Full of high hopes, I set the DVD loose in the player and prepare for the best. Through the first scenes involving far too many seconds of gratuitous male nudity of the the main character Peter Bretter (Jason Segel)—isn't most male nudity in movies gratuitous?—we both stay the course thinking, "Well, it's certainly not going to continue in this vein." We've just seen the initiating breakup scene, where Sarah (Kristen Bell) arrives to Peter's apartment to give him the bad news, and he starts crying standing there and running around in the altogether. In the next few weeks Peter thrashes about having bouts of depression—personally I don't see getting all broken up over this little Superficial Sarah—and meaningless sex, which, again, doesn't have to be anywhere near that explicit to get the point across.
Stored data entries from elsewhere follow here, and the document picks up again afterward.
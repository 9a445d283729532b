use nalgebra::{DMatrix, DVector};

/// Soft assignment of every grid energy to the orbital energies, shaped
/// (grid x orbitals).
///
/// The raw weight is (E - e_k)^2 / (2 sigma), and every row is divided by its
/// own sum so it adds up to one. A row whose sum vanishes (every orbital
/// energy equals the grid energy) or is not finite falls back to uniform
/// weights.
pub fn energy_weights(
    energy_grid: &[f64],
    orbital_energies: &DVector<f64>,
    smoothing_width: f64,
) -> DMatrix<f64> {
    let n_orbitals = orbital_energies.len();
    let mut weights = DMatrix::from_fn(energy_grid.len(), n_orbitals, |g, k| {
        (energy_grid[g] - orbital_energies[k]).powi(2) / (2.0 * smoothing_width)
    });

    if n_orbitals == 0 {
        return weights;
    }

    for (g, mut row) in weights.row_iter_mut().enumerate() {
        let sum = row.sum();

        if sum > 0.0 && sum.is_finite() {
            row /= sum;
        } else {
            log::warn!(
                "degenerate weights at grid energy {}, using uniform weights",
                energy_grid[g]
            );
            row.fill(1.0 / n_orbitals as f64);
        }
    }

    weights
}
//! Reader for the Molden block that Q-Chem embeds in its output.
//!
//! Parsing is two phase: [`MoldenFile::parse`] runs the line state machine
//! and freezes the append-only records, after which [`MoldenFile::basis`]
//! and [`MoldenFile::orbital_set`] derive the immutable structures used for
//! evaluation.

mod parser;
mod section;

use std::io::{self, BufRead};

pub use section::{
    decompressed, molden_section, raw_lines, MoldenSection, RawLines, MOLDEN_END, MOLDEN_START,
};

use crate::{
    atom::Atom,
    basis::{Basis, BasisError, Shell},
    molecule::Molecule,
    wavefunction::{MolecularOrbital, OrbitalSet, WavefunctionError},
};

#[derive(Debug, thiserror::Error)]
pub enum MoldenError {
    #[error("failed to read Molden data: {source}")]
    Io {
        #[from]
        source: io::Error,
    },

    #[error("unknown shell type '{token}' (at line ~{line})")]
    UnknownShellType { line: usize, token: String },

    #[error("unknown molecular orbital field '{key}' (at line ~{line})")]
    UnknownOrbitalField { line: usize, key: String },

    #[error("molecular orbital ended without a '{field}' field (at line ~{line})")]
    MissingOrbitalField { line: usize, field: &'static str },

    #[error("invalid spin '{value}', expected Alpha or Beta (at line ~{line})")]
    InvalidSpin { line: usize, value: String },

    #[error("invalid number '{token}' (at line ~{line})")]
    InvalidNumber { line: usize, token: String },

    #[error("malformed Molden data: {details} (at line ~{line})")]
    Malformed { line: usize, details: String },
}

impl MoldenError {
    pub(crate) fn malformed(line: usize, details: impl Into<String>) -> Self {
        Self::Malformed {
            line,
            details: details.into(),
        }
    }
}

/// Atoms, shells and orbitals read from one Molden block. Frozen once
/// parsing finished.
#[derive(Debug, Clone, Default, PartialEq)]
pub struct MoldenFile {
    pub(crate) atoms: Vec<Atom>,
    pub(crate) shells: Vec<Shell>,
    pub(crate) alpha: Vec<MolecularOrbital>,
    pub(crate) beta: Vec<MolecularOrbital>,
}

impl MoldenFile {
    /// Parses bare Molden lines.
    pub fn parse<I>(lines: I) -> Result<Self, MoldenError>
    where
        I: IntoIterator<Item = io::Result<String>>,
    {
        parser::MoldenParser::new(lines.into_iter()).run()
    }

    /// Parses the Molden block embedded in a calculation log, plain or
    /// gzip compressed.
    pub fn from_log<R: BufRead>(reader: R) -> Result<Self, MoldenError> {
        Self::parse(molden_section(decompressed(reader)?))
    }

    /// Parses a bare Molden file, plain or gzip compressed.
    pub fn from_reader<R: BufRead>(reader: R) -> Result<Self, MoldenError> {
        Self::parse(raw_lines(decompressed(reader)?))
    }

    pub fn parse_str(text: &str) -> Result<Self, MoldenError> {
        Self::parse(text.lines().map(|line| Ok(line.to_owned())))
    }

    pub fn atoms(&self) -> &[Atom] {
        &self.atoms
    }

    pub fn shells(&self) -> &[Shell] {
        &self.shells
    }

    pub fn alpha_orbitals(&self) -> &[MolecularOrbital] {
        &self.alpha
    }

    pub fn beta_orbitals(&self) -> &[MolecularOrbital] {
        &self.beta
    }

    pub fn molecule(&self) -> Molecule {
        Molecule::new(self.atoms.clone())
    }

    pub fn basis(&self) -> Result<Basis, BasisError> {
        Basis::from_shells(&self.atoms, &self.shells)
    }

    pub fn orbital_set(&self) -> Result<OrbitalSet, WavefunctionError> {
        OrbitalSet::from_orbitals(&self.alpha, &self.beta)
    }
}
Indeed, if there's one main objection I want to make covering the entire film, it's that writer and/or director seem to want to make physically explicit every conceivable interaction among the characters—especially scenes that might otherwise be humorous in subtlety and implication. We don't get to have any imagination. And what we do see is frankly often graceless or gross, e.g. a scene toward the end where Sarah desperately works to give Peter an erection despite his loss of love for her. Sorry, I don't regard that as much of a spoiler... though it sure would have spoiled my SO's appreciation if she'd stuck around that long to see it. No patience; she bailed after 10 minutes.
But trying to keep an open mind, I
did like the premise of the movie: man loses woman, is totally crushed, and decides that taking a long vacation in Hawaii may be just the thing to remove woman from his mind once and for all. Only problem, Hawaii—in fact, the very resort hotel man books—seems to be woman's favorite hangout. (Sarah is a celebrity on a crime series, and Peter writes the score; this is how they meet and fall in love for five-plus years.) The movie gives the impression that very public Sarah has been going to this same resort-hotel for years, even while she's been with Peter.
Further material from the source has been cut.